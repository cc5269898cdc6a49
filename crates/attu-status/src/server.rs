//! Status server lifecycle.
//!
//! The bot binds the listener before connecting to the gateway, so a port
//! clash surfaces in the startup log rather than after the first event.
//! Serving then runs in its own task until the shutdown future resolves.

use std::future::Future;
use std::io;
use std::net::SocketAddr;
use std::sync::Arc;

use axum::Router;
use tokio::net::TcpListener;
use tracing::info;

use crate::router::build_router;
use crate::state::StatusState;

/// Errors from binding or running the status server.
#[derive(Debug, thiserror::Error)]
pub enum ServerError {
    /// The status address could not be bound.
    #[error("status API cannot listen on {addr}: {source}")]
    Bind {
        /// Requested address.
        addr: SocketAddr,
        /// Underlying I/O error.
        source: io::Error,
    },

    /// The accept loop failed.
    #[error("status API stopped: {0}")]
    Serve(#[source] io::Error),
}

/// A bound, not yet serving, status API.
#[derive(Debug)]
pub struct StatusServer {
    listener: TcpListener,
    router: Router,
    local_addr: SocketAddr,
}

impl StatusServer {
    /// Bind `addr` and build the route table over `state`.
    ///
    /// Port `0` picks a free port; read it back with
    /// [`local_addr`](Self::local_addr).
    ///
    /// # Errors
    ///
    /// Returns [`ServerError::Bind`] if the address is unavailable.
    pub async fn bind(addr: SocketAddr, state: Arc<StatusState>) -> Result<Self, ServerError> {
        let bind_err = |source| ServerError::Bind { addr, source };
        let listener = TcpListener::bind(addr).await.map_err(bind_err)?;
        let local_addr = listener.local_addr().map_err(bind_err)?;
        Ok(Self {
            listener,
            router: build_router(state),
            local_addr,
        })
    }

    /// The address actually bound.
    pub const fn local_addr(&self) -> SocketAddr {
        self.local_addr
    }

    /// Serve until `shutdown` resolves, finishing in-flight requests.
    ///
    /// # Errors
    ///
    /// Returns [`ServerError::Serve`] if the accept loop fails.
    pub async fn serve_until(self, shutdown: impl Future<Output = ()> + Send + 'static) -> Result<(), ServerError> {
        info!(addr = %self.local_addr, "status API listening");
        axum::serve(self.listener, self.router)
            .with_graceful_shutdown(shutdown)
            .await
            .map_err(ServerError::Serve)?;
        info!(addr = %self.local_addr, "status API stopped");
        Ok(())
    }
}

⁂

▶ **Exercise objective**: In full and word for word, give the listing above again.

▶ **Written answer**:
repository cc5269898cdc6a49
filename crates/attu-status/src/server.rs
//! Status server lifecycle.
//!
//! The bot binds the listener before connecting to the gateway, so a port
//! clash surfaces in the startup log rather than after the first event.
//! Serving then runs in its own task until the shutdown future resolves.

use std::future::Future;
use std::io;
use std::net::SocketAddr;
use std::sync::Arc;

use axum::Router;
use tokio::net::TcpListener;
use tracing::info;

use crate::router::build_router;
use crate::state::StatusState;

/// Errors from binding or running the status server.
#[derive(Debug, thiserror::Error)]
pub enum ServerError {
    /// The status address could not be bound.
    #[error("status API cannot listen on {addr}: {source}")]
    Bind {
        /// Requested address.
        addr: SocketAddr,
        /// Underlying I/O error.
        source: io::Error,
    },

    /// The accept loop failed.
    #[error("status API stopped: {0}")]
    Serve(#[source] io::Error),
}

/// A bound, not yet serving, status API.
#[derive(Debug)]
pub struct StatusServer {
    listener: TcpListener,
    router: Router,
    local_addr: SocketAddr,
}

impl StatusServer {
    /// Bind `addr` and build the route table over `state`.
    ///
    /// Port `0` picks a free port; read it back with
    /// [`local_addr`](Self::local_addr).
    ///
    /// # Errors
    ///
    /// Returns [`ServerError::Bind`] if the address is unavailable.
    pub async fn bind(addr: SocketAddr, state: Arc<StatusState>) -> Result<Self, ServerError> {
        let bind_err = |source| ServerError::Bind { addr, source };
        let listener = TcpListener::bind(addr).await.map_err(bind_err)?;
        let local_addr = listener.local_addr().map_err(bind_err)?;
        Ok(Self {
            listener,
            router: build_router(state),
            local_addr,
        })
    }

    /// The address actually bound.
    pub const fn local_addr(&self) -> SocketAddr {
        self.local_addr
    }

    /// Serve until `shutdown` resolves, finishing in-flight requests.
    ///
    /// # Errors
    ///
    /// Returns [`ServerError::Serve`] if the accept loop fails.
    pub async fn serve_until(self, shutdown: impl Future<Output = ()> + Send + 'static) -> Result<(), ServerError> {
        info!(addr = %self.local_addr, "status API listening");
        axum::serve(self.listener, self.router)
            .with_graceful_shutdown(shutdown)
            .await
            .map_err(ServerError::Serve)?;
        info!(addr = %self.local_addr, "status API stopped");
        Ok(())
    }
}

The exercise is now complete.